In fact, I feel so strongly about this that I am now campaigning for communication to be the fifth vital sign in hospitals.
Surely, the key to motivating patients to get the best health outcome and reducing care costs is about knowing and addressing what matters to patients. You know being patient-centred. In order to establish what matters to patients surely you need to communicate to patients, their families and friends more effectively? For me, what mattered to me was to hug my kids and run again.
However, beyond this, we desperately need to do more LIS improvement research into this rare disease/illness. We need to change the conversation about presumed quality of life. Finally, we must conduct systematic case study reviews of some of the many global patients I’ve worked with over the last 8 years to build our evidence-based research. I believe, will try and HOPE to make this happen.

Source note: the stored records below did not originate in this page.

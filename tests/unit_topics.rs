// Unit tests for the topic model and its projection.

use std::path::PathBuf;

use textmining::corpus::{Corpus, DocumentRecord, Field, Selection};
use textmining::topics::lda::ln_gamma;
use textmining::topics::{
    corpus_topic_table, fit_lda, fit_topics, project_topics, tsne, LdaConfig, TsneConfig,
    MAX_ITERATIONS,
};

fn tokens(texts: &[&str]) -> Vec<Vec<String>> {
    texts
        .iter()
        .map(|t| t.split_whitespace().map(str::to_string).collect())
        .collect()
}

fn two_theme_documents() -> Vec<Vec<String>> {
    tokens(&[
        "recursion python lambdas recursion python",
        "python recursion lambdas closures python",
        "lambdas closures recursion python closures",
        "docker kubernetes helm docker containers",
        "kubernetes containers docker helm kubernetes",
        "helm docker containers kubernetes helm",
    ])
}

fn small_config(k: usize) -> LdaConfig {
    LdaConfig {
        num_topics: k,
        max_iterations: 200,
        ..LdaConfig::default()
    }
}

// ============================================================
// fit_lda
// ============================================================

#[test]
fn topic_vectors_have_k_entries_summing_to_one() {
    let fit = fit_lda(&two_theme_documents(), &small_config(3)).unwrap();
    assert_eq!(fit.doc_topic.len(), 6);
    for vector in &fit.doc_topic {
        assert_eq!(vector.len(), 3);
        let sum: f64 = vector.iter().sum();
        assert!((sum - 1.0).abs() < 1e-9, "sum {sum}");
        assert!(vector.iter().all(|w| *w >= 0.0));
    }
}

#[test]
fn same_seed_same_fit() {
    let docs = two_theme_documents();
    let a = fit_lda(&docs, &small_config(2)).unwrap();
    let b = fit_lda(&docs, &small_config(2)).unwrap();
    assert_eq!(a.doc_topic, b.doc_topic);
    assert_eq!(a.model.vocabulary, b.model.vocabulary);
    assert_eq!(a.iterations, b.iterations);
}

#[test]
fn vocabulary_in_first_occurrence_order() {
    let fit = fit_lda(&tokens(&["zebra mango", "mango apple"]), &small_config(2)).unwrap();
    assert_eq!(fit.model.vocabulary, vec!["zebra", "mango", "apple"]);
}

#[test]
fn no_tokens_gives_uniform_distribution() {
    let fit = fit_lda(&tokens(&["", ""]), &small_config(4)).unwrap();
    assert!(fit.converged);
    assert_eq!(fit.iterations, 0);
    for vector in &fit.doc_topic {
        assert!(vector.iter().all(|w| (w - 0.25).abs() < 1e-12));
    }
}

#[test]
fn empty_document_among_others_is_uniform() {
    let mut docs = two_theme_documents();
    docs.push(Vec::new());
    let fit = fit_lda(&docs, &small_config(2)).unwrap();
    let last = fit.doc_topic.last().unwrap();
    assert!(last.iter().all(|w| (w - 0.5).abs() < 1e-9), "{last:?}");
}

#[test]
fn zero_topics_is_rejected() {
    assert!(fit_lda(&two_theme_documents(), &small_config(0)).is_err());
}

#[test]
fn iteration_cap_is_clamped() {
    let config = LdaConfig {
        max_iterations: MAX_ITERATIONS * 10,
        ..LdaConfig::default()
    };
    assert_eq!(config.iteration_cap(), MAX_ITERATIONS);
    assert!((LdaConfig::default().alpha() - 0.2).abs() < 1e-12);
}

#[test]
fn iterations_never_exceed_cap() {
    let config = LdaConfig {
        num_topics: 2,
        max_iterations: 60,
        tolerance: 0.0,
        ..LdaConfig::default()
    };
    let fit = fit_lda(&two_theme_documents(), &config).unwrap();
    assert!(fit.iterations <= 60);
    assert!(!fit.converged);
}

#[test]
fn top_terms_sorted_by_weight() {
    let fit = fit_lda(&two_theme_documents(), &small_config(2)).unwrap();
    for topic in 0..2 {
        let terms = fit.model.top_terms(topic, 4);
        assert_eq!(terms.len(), 4);
        assert!(terms.windows(2).all(|w| w[0].1 >= w[1].1));
    }
}

#[test]
fn ln_gamma_known_values() {
    assert!(ln_gamma(1.0).abs() < 1e-10);
    assert!(ln_gamma(2.0).abs() < 1e-10);
    assert!((ln_gamma(5.0) - 24.0_f64.ln()).abs() < 1e-10);
    assert!((ln_gamma(0.5) - std::f64::consts::PI.sqrt().ln()).abs() < 1e-10);
}

// ============================================================
// Topic tables
// ============================================================

#[test]
fn fit_topics_builds_tables() {
    let fit = fit_topics(&two_theme_documents(), None, &small_config(2)).unwrap();
    assert_eq!(fit.topics.len(), 2);
    assert_eq!(fit.documents.len(), 6);
    for doc in &fit.documents {
        assert!(doc.dominant_topic < 2);
        let max = doc.topic_vector.iter().cloned().fold(f64::MIN, f64::max);
        assert!((doc.contribution - max).abs() < 1e-12);
        assert_eq!(doc.keywords.len(), fit.topics[doc.dominant_topic].terms.len());
        assert!(doc.assignment.is_none());
    }
    assert_eq!(
        fit.documents[0].text,
        "recursion python lambdas recursion python"
    );
}

#[test]
fn fit_topics_rejects_mismatched_texts() {
    let texts = vec!["only one".to_string()];
    let result = fit_topics(&two_theme_documents(), Some(texts.as_slice()), &small_config(2));
    assert!(result.is_err());
}

fn corpus() -> Corpus {
    let doc = |s: &str, text: &str| {
        DocumentRecord::new(
            "lab1",
            s,
            format!("lab1/{s}.md"),
            vec![Field::new("Q1", Some(text.to_string()))],
        )
    };
    Corpus::new(
        vec![PathBuf::from("root")],
        vec![
            doc("alice", "Recursion in Python with lambdas."),
            doc("bob", "Docker and Kubernetes containers."),
            doc("carol", "Python closures and recursion."),
        ],
        vec![],
    )
}

#[test]
fn corpus_table_carries_identity_and_raw_text() {
    let c = corpus();
    let fit = corpus_topic_table(&c, &Selection::all(&c), &small_config(2)).unwrap();
    assert_eq!(fit.documents.len(), 3);
    assert_eq!(fit.documents[1].student.as_deref(), Some("bob"));
    assert_eq!(fit.documents[1].assignment.as_deref(), Some("lab1"));
    assert_eq!(fit.documents[1].text, "Docker and Kubernetes containers.");
}

#[test]
fn annotated_records_carry_topic_vectors_without_touching_corpus() {
    let c = corpus();
    let fit = corpus_topic_table(&c, &Selection::all(&c), &small_config(2)).unwrap();
    let annotated = fit.annotated(&c);
    assert_eq!(annotated.len(), 3);
    for (record, doc) in annotated.iter().zip(&fit.documents) {
        assert_eq!(record.topic_vector.as_ref(), Some(&doc.topic_vector));
    }
    assert!(c.records().iter().all(|r| r.topic_vector.is_none()));
}

// ============================================================
// Projection
// ============================================================

#[test]
fn tsne_degenerate_inputs() {
    let config = TsneConfig::default();
    assert!(tsne(&[], &config).is_empty());
    assert_eq!(tsne(&[vec![0.3, 0.7]], &config), vec![[0.0, 0.0]]);
}

#[test]
fn tsne_is_deterministic_and_finite() {
    let points: Vec<Vec<f64>> = (0..12)
        .map(|i| {
            let t = i as f64 / 11.0;
            vec![t, 1.0 - t, (i % 3) as f64 / 3.0]
        })
        .collect();
    let config = TsneConfig {
        iterations: 300,
        ..TsneConfig::default()
    };
    let a = tsne(&points, &config);
    let b = tsne(&points, &config);
    assert_eq!(a.len(), 12);
    assert_eq!(a, b);
    assert!(a.iter().all(|p| p[0].is_finite() && p[1].is_finite()));
}

#[test]
fn projection_respects_strict_threshold() {
    let fit = fit_topics(&two_theme_documents(), None, &small_config(2)).unwrap();

    let none = TsneConfig {
        confidence_threshold: 1.0,
        ..TsneConfig::default()
    };
    assert!(project_topics(&fit, &none).is_empty());

    let all = TsneConfig {
        confidence_threshold: 0.0,
        iterations: 200,
        ..TsneConfig::default()
    };
    let points = project_topics(&fit, &all);
    assert_eq!(points.len(), fit.documents.len());
    for point in &points {
        assert_eq!(point.dominant_topic, fit.documents[point.index].dominant_topic);
    }
}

Competing interests: No competing interests
This is exactly why I started my stroke charity and in essence our strap line conveys what we are about #WeCareBecauseWeveBeenThere - I had my severe stroke in Sept 2012 & soon discovered that there is little help, support information and hope for others who have been impacted by Stroke. I pull on my own experiences and those of other stroke survivors not only to advocate strokes but also give the stroke survivor a sense of purpose and well being once again, make them feel useful & if we used a model similar to mine whereby we call on others who have been there (whatever the condition) then nobody could offer this service to the patient & their family
Competing interests: No competing interests
This article is so inspiring and informative. It is so important to think about patients holistically and remember the person within.
Communication is key and addressing this in patients such as yourself is vital in order to improve health and wellbeing.
Thank you for raising this important message and bringing about awareness of the importance of non-verbal communication in healthcare.